Eric: I mean he found some staggering stuff. He came up with “four horsemen”—the four things that predict doom. Criticism, stonewalling, defensiveness, and contempt. Those four things predict divorce 81% of the time. With the first one, criticism, we think, Oh, couples complaining a lot. Complaining isn’t a problem. What’s a problem is criticism. Complaining is to say, “Here’s an issue.” Criticism is to say, “Here’s an issue, and you’re at fault, and you’re a bad person, and it’s due to your fundamental personality.” So to realize that those four things—criticism, defensiveness, stonewalling, and contempt—were really predictive of divorce? That was powerful.
The other big Gottman insight that I would point to is this: Gottman rose to fame because by listening to a couple for five minutes, he could, with 90 percent accuracy, predict whether or not they’d be divorced in five years. And the way he did that wasn’t some algorithm. He asked the couple to tell their story, and if it’s a story that celebrates the struggles and moves upward, then that is a very positive sign. If it’s a story that focuses on the negative, that’s a bad sign.
Daniel: What I find really compelling in some of the Gottman research is this notion of contempt and how incredibly toxic that can be. If you have contempt within a romantic relationship, it’s essentially over.
“Whatever environment we’re in, we tend to associate the feelings we have with the person we’re with.”
Eric: He described it as sulfuric acid for love.
Daniel: Exactly. It’s really noxious. And yet there is some evidence that in romantic relationships that endure, there is a trajectory of sorts, isn’t there?

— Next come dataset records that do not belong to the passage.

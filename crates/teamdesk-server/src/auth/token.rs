//! HMAC-signed admin bearer tokens.
//!
//! Wire format: `base64url(json(claims)) "." hex(hmac_sha256(secret, payload))`,
//! where the MAC covers the encoded payload text. Base64 is unpadded.

use base64::{engine::general_purpose::URL_SAFE_NO_PAD as BASE64URL, Engine};
use hmac::{Hmac, Mac};
use serde::{Deserialize, Serialize};
use sha2::Sha256;

use crate::error::AppResult;

type HmacSha256 = Hmac<Sha256>;

/// Role carried by every issued token.
pub const ADMIN_ROLE: &str = "admin";

/// Hex-encoded SHA-256 MAC length.
const SIGNATURE_HEX_LEN: usize = 64;

/// Claims embedded in an admin token.
#[derive(Debug, Clone, PartialEq, Eq, Serialize, Deserialize)]
pub struct AdminClaims {
    #[serde(default)]
    pub username: String,

    #[serde(default)]
    pub role: String,

    /// Issued at, unix seconds
    #[serde(default)]
    pub iat: i64,

    /// Expires at, unix seconds
    pub exp: i64,
}

/// Issues and verifies admin tokens with a shared secret.
#[derive(Clone)]
pub struct TokenSigner {
    secret: Vec<u8>,
    ttl_seconds: i64,
}

impl TokenSigner {
    pub fn new(secret: &str, ttl_seconds: i64) -> Self {
        Self {
            secret: secret.as_bytes().to_vec(),
            ttl_seconds,
        }
    }

    /// Token lifetime in seconds.
    pub fn ttl_seconds(&self) -> i64 {
        self.ttl_seconds
    }

    fn mac(&self) -> HmacSha256 {
        // HMAC accepts keys of any length.
        HmacSha256::new_from_slice(&self.secret).expect("HMAC can take key of any size")
    }

    fn signature(&self, payload: &str) -> String {
        let mut mac = self.mac();
        mac.update(payload.as_bytes());
        hex::encode(mac.finalize().into_bytes())
    }

    /// Sign arbitrary claims.
    pub fn sign(&self, claims: &AdminClaims) -> AppResult<String> {
        let payload = BASE64URL.encode(serde_json::to_vec(claims)?);
        let signature = self.signature(&payload);
        Ok(format!("{}.{}", payload, signature))
    }

    /// Issue a fresh admin token for `username` at `now` (unix seconds).
    pub fn issue(&self, username: &str, now: i64) -> AppResult<String> {
        self.sign(&AdminClaims {
            username: username.to_string(),
            role: ADMIN_ROLE.to_string(),
            iat: now,
            exp: now.saturating_add(self.ttl_seconds),
        })
    }

    /// Verify a token at `now`. Any defect yields `None`.
    pub fn verify(&self, token: &str, now: i64) -> Option<AdminClaims> {
        let (payload, signature) = token.split_once('.')?;
        if payload.is_empty() || signature.is_empty() || signature.contains('.') {
            return None;
        }
        if signature.len() != SIGNATURE_HEX_LEN {
            return None;
        }

        let provided = hex::decode(signature).ok()?;
        let mut mac = self.mac();
        mac.update(payload.as_bytes());
        mac.verify_slice(&provided).ok()?;

        let decoded = BASE64URL.decode(payload).ok()?;
        let claims: AdminClaims = serde_json::from_slice(&decoded).ok()?;
        if claims.exp < now {
            return None;
        }

        Some(claims)
    }
}

/// Current unix time in seconds.
pub fn unix_now() -> i64 {
    chrono::Utc::now().timestamp()
}

impl std::fmt::Debug for TokenSigner {
    fn fmt(&self, f: &mut std::fmt::Formatter<'_>) -> std::fmt::Result {
        f.debug_struct("TokenSigner")
            .field("ttl_seconds", &self.ttl_seconds)
            .finish_non_exhaustive()
    }
}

Eric: After 18 months, a lot of the big, explosive romantic feelings tend to die down. There is romantic entropy. And that’s okay. Usually that’s a movement from romantic forms of love to what’s called companionate love.
But the thing is, you can keep those romantic feelings alive. The issue is that people think, Oh, well, when we were first dating, we were in love, so we did all these exciting things together. But actually that relationship works in both directions. You fell in love because you did exciting things together. In psychology they talk about “emotional contagion.” Whatever environment we’re in, we tend to associate the feelings we have with the person we’re with. So if you keep doing fun, exciting stuff, you have those feelings for your partner. When we settle into too many Netflix and pizza Fridays, that tends to die down.
There was a study where they had one cohort of couples go on pleasant dates, and they had another cohort go on exciting dates. And exciting won, hands down. It really boosted their happiness.
How to have better fights.
Daniel: In our romantic relationships, we don’t always get along. But you have some advice on how to argue better. How?
Eric: First and foremost is if it starts harsh, it’s going to end harsh. So in those first few minutes, take a deep breath, pause. Start out talking about the issue, not criticizing the person. Take a step back, metaphorically. Make them laugh, hold their hand, say something nice. We talk a lot about compassion. The best use of compassion is in the midst of an argument. Couples who show more compassion and sensitivity during an argument have less volatile arguments and they have them less often.